Until recently, available microscopes were too slow to capture a beating heart in 3D. Now, a team from the Max Planck Institute has developed a high-speed, selective plane illumination microscope that manages to do just that. By gently illuminating the fish heart with a thin light sheet and observing the emitted fluorescence with a fast and sensitive camera the researchers have achieved fast, non-invasive imaging of labelled heart tissue. The process involves taking multiple movies, each covering individual planes of the heart (movie stacks), then using the correlations between the individual planes to generate a synchronised, dynamic 3D image of the beating heart.
The team also obtained static high-resolution reconstructions by briefly stopping the heart with optogenetics. These renderings allow researchers to further follow characteristic structures of the heart throughout the cardiac cycle. For instance, they now can clearly observe cardiac contractions or the distance between endo- and myocardium throughout the heartbeat. Non-periodic phenomena such as irregularly beating hearts and the flow of blood cells are resolved by high-speed volume scanning using a liquid lens.
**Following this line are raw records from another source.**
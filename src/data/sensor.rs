//! Motion sensor readings and per-sensor availability

use std::fmt;

/// A 3-axis sensor vector
#[derive(Debug, Clone, Copy, PartialEq, Default)]
pub struct SensorReading {
    pub x: f64,
    pub y: f64,
    pub z: f64,
}

impl SensorReading {
    pub const ZERO: SensorReading = SensorReading { x: 0.0, y: 0.0, z: 0.0 };

    pub fn new(x: f64, y: f64, z: f64) -> Self {
        Self { x, y, z }
    }

    /// Euclidean norm of the stored vector
    pub fn magnitude(&self) -> f64 {
        (self.x * self.x + self.y * self.y + self.z * self.z).sqrt()
    }
}

/// Device orientation angles in radians
#[derive(Debug, Clone, Copy, PartialEq, Default)]
pub struct Attitude {
    pub roll: f64,
    pub pitch: f64,
    pub yaw: f64,
}

impl Attitude {
    pub const ZERO: Attitude = Attitude { roll: 0.0, pitch: 0.0, yaw: 0.0 };
}

/// The independently subscribable motion feeds
#[derive(Debug, Clone, Copy, PartialEq, Eq, Hash)]
pub enum SensorKind {
    Accelerometer,
    Gyroscope,
    Magnetometer,
    /// Fused attitude (roll/pitch/yaw)
    DeviceMotion,
}

impl SensorKind {
    pub const ALL: [SensorKind; 4] = [
        SensorKind::Accelerometer,
        SensorKind::Gyroscope,
        SensorKind::Magnetometer,
        SensorKind::DeviceMotion,
    ];

    pub fn label(&self) -> &'static str {
        match self {
            SensorKind::Accelerometer => "Accelerometer",
            SensorKind::Gyroscope => "Gyroscope",
            SensorKind::Magnetometer => "Magnetometer",
            SensorKind::DeviceMotion => "Device Motion",
        }
    }
}

/// One sample delivered by a feed
#[derive(Debug, Clone, Copy, PartialEq)]
pub enum Sample {
    Acceleration(SensorReading),
    RotationRate(SensorReading),
    MagneticField(SensorReading),
    Attitude(Attitude),
}

impl Sample {
    /// The feed this sample belongs to
    pub fn kind(&self) -> SensorKind {
        match self {
            Sample::Acceleration(_) => SensorKind::Accelerometer,
            Sample::RotationRate(_) => SensorKind::Gyroscope,
            Sample::MagneticField(_) => SensorKind::Magnetometer,
            Sample::Attitude(_) => SensorKind::DeviceMotion,
        }
    }
}

/// Fixed hardware support plus live data-flow state.
///
/// `active` implies `available`.
#[derive(Debug, Clone, Copy, PartialEq, Eq, Default)]
pub struct SensorAvailability {
    pub available: bool,
    pub active: bool,
}

impl SensorAvailability {
    pub fn status(&self) -> SensorStatus {
        match (self.available, self.active) {
            (false, _) => SensorStatus::Unavailable,
            (true, false) => SensorStatus::Available,
            (true, true) => SensorStatus::Active,
        }
    }
}

#[derive(Debug, Clone, Copy, PartialEq, Eq)]
pub enum SensorStatus {
    Unavailable,
    Available,
    Active,
}

impl fmt::Display for SensorStatus {
    fn fmt(&self, f: &mut fmt::Formatter<'_>) -> fmt::Result {
        match self {
            SensorStatus::Unavailable => f.write_str("Unavailable"),
            SensorStatus::Available => f.write_str("Available"),
            SensorStatus::Active => f.write_str("Active"),
        }
    }
}

/// Point-in-time copy of the sensor stream state
#[derive(Debug, Clone, PartialEq, Default)]
pub struct SensorSnapshot {
    pub monitoring: bool,
    pub acceleration: SensorReading,
    pub rotation_rate: SensorReading,
    pub magnetic_field: SensorReading,
    pub attitude: Attitude,
    pub accelerometer: SensorAvailability,
    pub gyroscope: SensorAvailability,
    pub magnetometer: SensorAvailability,
    pub device_motion: SensorAvailability,
}

impl SensorSnapshot {
    /// Idle state for a device with the given hardware support
    pub fn idle(available: impl Fn(SensorKind) -> bool) -> Self {
        let mut snapshot = SensorSnapshot::default();
        for kind in SensorKind::ALL {
            snapshot.availability_mut(kind).available = available(kind);
        }
        snapshot
    }

    pub fn availability(&self, kind: SensorKind) -> SensorAvailability {
        match kind {
            SensorKind::Accelerometer => self.accelerometer,
            SensorKind::Gyroscope => self.gyroscope,
            SensorKind::Magnetometer => self.magnetometer,
            SensorKind::DeviceMotion => self.device_motion,
        }
    }

    pub(crate) fn availability_mut(&mut self, kind: SensorKind) -> &mut SensorAvailability {
        match kind {
            SensorKind::Accelerometer => &mut self.accelerometer,
            SensorKind::Gyroscope => &mut self.gyroscope,
            SensorKind::Magnetometer => &mut self.magnetometer,
            SensorKind::DeviceMotion => &mut self.device_motion,
        }
    }

    pub fn acceleration_magnitude(&self) -> f64 {
        self.acceleration.magnitude()
    }

    pub fn rotation_magnitude(&self) -> f64 {
        self.rotation_rate.magnitude()
    }

    pub fn magnetic_magnitude(&self) -> f64 {
        self.magnetic_field.magnitude()
    }

    /// Store a sample and mark its sensor active.
    ///
    /// Samples for unavailable sensors are dropped.
    pub(crate) fn apply(&mut self, sample: Sample) {
        let kind = sample.kind();
        if !self.availability(kind).available {
            return;
        }
        match sample {
            Sample::Acceleration(v) => self.acceleration = v,
            Sample::RotationRate(v) => self.rotation_rate = v,
            Sample::MagneticField(v) => self.magnetic_field = v,
            Sample::Attitude(a) => self.attitude = a,
        }
        self.availability_mut(kind).active = true;
    }

    /// Zero every reading and clear every active flag, keeping hardware availability
    pub(crate) fn clear(&mut self) {
        self.monitoring = false;
        self.acceleration = SensorReading::ZERO;
        self.rotation_rate = SensorReading::ZERO;
        self.magnetic_field = SensorReading::ZERO;
        self.attitude = Attitude::ZERO;
        for kind in SensorKind::ALL {
            self.availability_mut(kind).active = false;
        }
    }
}
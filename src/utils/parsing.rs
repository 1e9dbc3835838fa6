//! String parsing and formatting utilities

use crate::data::NOT_AVAILABLE;

const BYTES_PER_GIB: f64 = 1024.0 * 1024.0 * 1024.0;

/// Extract value after a colon and space
pub fn extract_after_colon(line: &str) -> Option<String> {
    line.split(':')
        .nth(1)
        .map(|s| s.trim().to_string())
        .filter(|s| !s.is_empty())
}

/// Extract the kB figure from a `/proc/meminfo` line as bytes
pub fn meminfo_line_bytes(line: &str) -> Option<u64> {
    let value = extract_after_colon(line)?;
    let kb: u64 = value.trim_end_matches("kB").trim().parse().ok()?;
    Some(kb * 1024)
}

pub fn bytes_to_gib(bytes: u64) -> f64 {
    bytes as f64 / BYTES_PER_GIB
}

/// `"12.3 GB"` with one decimal, or the placeholder when unknown
pub fn format_gib(bytes: Option<u64>) -> String {
    match bytes {
        Some(bytes) => format!("{:.1} GB", bytes_to_gib(bytes)),
        None => NOT_AVAILABLE.to_string(),
    }
}

/// Parse a DRM mode line such as `2560x1600` or `1920x1080i`
pub fn parse_mode(line: &str) -> Option<(u32, u32)> {
    let (w, h) = line.trim().split_once('x')?;
    let h: String = h.chars().take_while(|c| c.is_ascii_digit()).collect();
    Some((w.parse().ok()?, h.parse().ok()?))
}

#[cfg(test)]
mod tests {
    use super::*;

    #[test]
    fn test_meminfo_line() {
        assert_eq!(meminfo_line_bytes("MemTotal:       16318480 kB"), Some(16318480 * 1024));
        assert_eq!(meminfo_line_bytes("MemTotal:"), None);
    }

    #[test]
    fn test_format_gib_rounds_to_one_decimal() {
        assert_eq!(format_gib(Some(8 * 1024 * 1024 * 1024)), "8.0 GB");
        assert_eq!(format_gib(Some(1_610_612_736)), "1.5 GB");
        assert_eq!(format_gib(None), "N/A");
    }

    #[test]
    fn test_parse_mode() {
        assert_eq!(parse_mode("2560x1600\n"), Some((2560, 1600)));
        assert_eq!(parse_mode("1920x1080i"), Some((1920, 1080)));
        assert_eq!(parse_mode("garbage"), None);
    }
}
//! Plain data records produced by collectors, the sensor stream and the benchmark engine

pub mod benchmark;
pub mod device;
pub mod load;
pub mod sensor;

pub use benchmark::{BenchmarkPhase, BenchmarkResult, BenchmarkSnapshot, Stage};
pub use device::{CapabilityFlags, DeviceFacts, RefreshClass, ReleaseYear, ScreenInfo};
pub use load::SystemLoad;
pub use sensor::{
    Attitude, Sample, SensorAvailability, SensorKind, SensorReading, SensorSnapshot, SensorStatus,
};

/// Placeholder shown for any value whose probe failed
pub const NOT_AVAILABLE: &str = "N/A";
By manipulating the exposure time and magnification of the images, better resolution could be achieved and fine details such as sarcomeres and filamentous actin could also be resolved. Finally, they then also went on to resolve non-periodic phenomena by high-speed volume scanning with a liquid lens. For the first time, it has become possible to also image diseased hearts that exhibit arrhythmia, exciting news for cardiologists.
The team has developed a fantastic array of tools to image the heart in vivo, ranging from static to ultra-high-speed images. Their work offers potentially revolutionary insights into the cellular structure of the beating heart and are set to further improve knowledge of congenital heart defects.